Rapid eye movement sleep behavior disorder
The prevalence of RBD is about 1%-2% in the general population and about 50% in those with Parkinson disease. Although RBD affects men and women equally, men typically have more violent behaviors and more frequently recall dreams with aggressive content. Men are more often diagnosed than women due to this increased violent activity and greater likelihood of observant bed partners. RBD typically occurs in the fifth or sixth decade of life.
RBD is a strong predictor of alpha-synucleinopathies, such as Parkinson disease, and usually precedes the development of a neurodegenerative disease by about 10 years. At least 90% of patients with RBD will be diagnosed with a neurodegenerative disease by 15 years after RBD onset.
It is suggested that the etiology of RBD is neurodegeneration of glutamatergic neurons in the sublaterodorsal tegmental nucleus in the pons or their projection target, glycinergic neurons in the ventral medulla. Normally, these neurons project to spinal motor neurons and result in hyperpolarization during REM sleep, causing muscle atonia. Therefore, degeneration causes lack of atonia.

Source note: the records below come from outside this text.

/// Cache of chunk tiles keyed by chunk coordinate.
pub struct ChunkTileCache {
    slots: HashMap<ChunkCoord, TileSlot>,
    last_center: Option<ChunkCoord>,
    dirty: bool,
    retry_delay: Duration,
    capacity: usize,
    max_builds_per_frame: usize,
    tick: u64,
    stats: CacheStats,
}

impl ChunkTileCache {
    /// Creates an empty cache.
    #[must_use]
    pub fn new(config: &CacheConfig) -> Self {
        Self {
            slots: HashMap::new(),
            last_center: None,
            dirty: true,
            retry_delay: config.retry_delay(),
            capacity: config.capacity,
            max_builds_per_frame: config.max_builds_per_frame,
            tick: 0,
            stats: CacheStats::default(),
        }
    }

    /// Builds the missing chunks within `load_radius` of `center`, if dirty.
    ///
    /// Expired retries are dropped first; one inside the window re-arms the
    /// dirty flag. Chunks are built nearest first, at most
    /// `max_builds_per_frame` per call when that is non-zero.
    pub fn ensure_loaded<W>(
        &mut self,
        ctx: &BuildContext<'_, W>,
        center: ChunkCoord,
        load_radius: u32,
        now: Instant,
    ) -> LoadReport
    where
        W: WorldAccessor + ?Sized,
    {
        self.tick += 1;
        self.purge_expired(center, load_radius, now);

        if self.last_center != Some(center) {
            tracing::trace!("player chunk {center}, rebuilding window");
            self.last_center = Some(center);
            self.dirty = true;
        }

        let mut report = LoadReport::default();
        if !self.dirty {
            return report;
        }
        report.triggered = true;

        let budget = match self.max_builds_per_frame {
            0 => usize::MAX,
            n => n,
        };

        for coord in center.window_nearest_first(load_radius) {
            match self.slots.get_mut(&coord) {
                Some(TileSlot::Ready { last_needed, .. }) => {
                    *last_needed = self.tick;
                    continue;
                }
                Some(TileSlot::EmptyRetry { .. }) => continue,
                None => {}
            }

            if report.built + report.empty >= budget {
                report.deferred += 1;
                continue;
            }

            let samples = sample_chunk(ctx.world, ctx.registry, coord, ctx.scan_y, ctx.show_plants);
            let tile = ChunkTile::from_samples(coord, samples, ctx.colors);

            if tile.is_empty() {
                tracing::debug!("chunk {coord} sampled empty, retry in {:?}", self.retry_delay);
                self.stats.empty_builds += 1;
                report.empty += 1;
                self.slots.insert(
                    coord,
                    TileSlot::EmptyRetry {
                        retry_at: now + self.retry_delay,
                    },
                );
            } else {
                tracing::trace!("chunk {coord} built, {} columns", tile.found_columns());
                self.stats.tiles_built += 1;
                report.built += 1;
                self.slots.insert(
                    coord,
                    TileSlot::Ready {
                        tile,
                        last_needed: self.tick,
                    },
                );
            }
        }

        self.dirty = report.deferred > 0;
        report
    }

    /// Marks ready tiles within `radius` of `center` as needed this frame,
    /// then evicts least recently needed tiles beyond the capacity bound.
    ///
    /// Returns the number of tiles evicted.
    pub fn touch_window(&mut self, center: ChunkCoord, radius: u32) -> usize {
        for coord in center.window(radius) {
            if let Some(TileSlot::Ready { last_needed, .. }) = self.slots.get_mut(&coord) {
                *last_needed = self.tick;
            }
        }
        self.evict_over_capacity()
    }

    fn purge_expired(&mut self, center: ChunkCoord, load_radius: u32, now: Instant) {
        let mut rearm = false;
        self.slots.retain(|coord, slot| match slot {
            TileSlot::EmptyRetry { retry_at } if *retry_at <= now => {
                if coord.chebyshev_distance(center) <= load_radius {
                    rearm = true;
                }
                false
            }
            _ => true,
        });
        if rearm {
            tracing::debug!("empty chunk retry due near {center}");
            self.dirty = true;
        }
    }

    fn evict_over_capacity(&mut self) -> usize {
        if self.capacity == 0 {
            return 0;
        }
        let ready = self.len();
        if ready <= self.capacity {
            return 0;
        }

        let tick = self.tick;
        let mut candidates: Vec<(u64, ChunkCoord)> = self
            .slots
            .iter()
            .filter_map(|(coord, slot)| match slot {
                TileSlot::Ready { last_needed, .. } if *last_needed < tick => Some((*last_needed, *coord)),
                _ => None,
            })
            .collect();
        candidates.sort_unstable();

        let evicted = (ready - self.capacity).min(candidates.len());
        for (_, coord) in candidates.into_iter().take(evicted) {
            self.slots.remove(&coord);
        }
        self.stats.evictions += evicted as u64;
        tracing::debug!("evicted {evicted} tiles, {} remain", self.len());
        evicted
    }

    /// Ready tile for `coord`.
    #[must_use]
    pub fn get(&self, coord: ChunkCoord) -> Option<&ChunkTile> {
        match self.slots.get(&coord) {
            Some(TileSlot::Ready { tile, .. }) => Some(tile),
            _ => None,
        }
    }

    /// Surface column at world `(x, z)`, if its chunk is built and the column found one.
    #[must_use]
    pub fn surface_at(&self, world_x: i32, world_z: i32) -> Option<ColumnSample> {
        let tile = self.get(ChunkCoord::from_block_pos(world_x, world_z))?;
        let lx = world_x.rem_euclid(CHUNK_SIZE_I32) as usize;
        let lz = world_z.rem_euclid(CHUNK_SIZE_I32) as usize;
        tile.sample(lx, lz).filter(|s| s.found)
    }

    /// Returns true if `coord` sampled empty and waits for its retry.
    #[must_use]
    pub fn is_retry_pending(&self, coord: ChunkCoord) -> bool {
        matches!(self.slots.get(&coord), Some(TileSlot::EmptyRetry { .. }))
    }

    /// Number of ready tiles.
    #[must_use]
    pub fn len(&self) -> usize {
        self.slots
            .values()
            .filter(|slot| matches!(slot, TileSlot::Ready { .. }))
            .count()
    }

    /// Returns true if no tile is ready.
    #[must_use]
    pub fn is_empty(&self) -> bool {
        self.len() == 0
    }

    /// Number of chunks waiting for a retry.
    #[must_use]
    pub fn pending_retries(&self) -> usize {
        self.slots.len() - self.len()
    }

    /// Returns true if the next `ensure_loaded` will scan the window.
    #[must_use]
    pub const fn is_dirty(&self) -> bool {
        self.dirty
    }

    /// Lifetime counters.
    #[must_use]
    pub const fn stats(&self) -> CacheStats {
        self.stats
    }
}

G47.52 – REM sleep behavior disorder
415238003 – Rapid eye movement sleep behavior disorder
- Non-REM parasomnias
- Nightmare disorder
- Untreated obstructive sleep apnea
- Post-traumatic stress disorder
- Antidepressant medication use
- Narcolepsy type 1
- Acute inflammatory demyelinating polyneuropathy (AIDP)
- Spinocerebellar ataxia type 3
- Brain stem tumors (see, eg, brain stem glioma)
- Multiple sclerosis
- Paraneoplastic disorders
- Withdrawal from alcohol or sedatives (see, eg, benzodiazepine withdrawal, opioid withdrawal)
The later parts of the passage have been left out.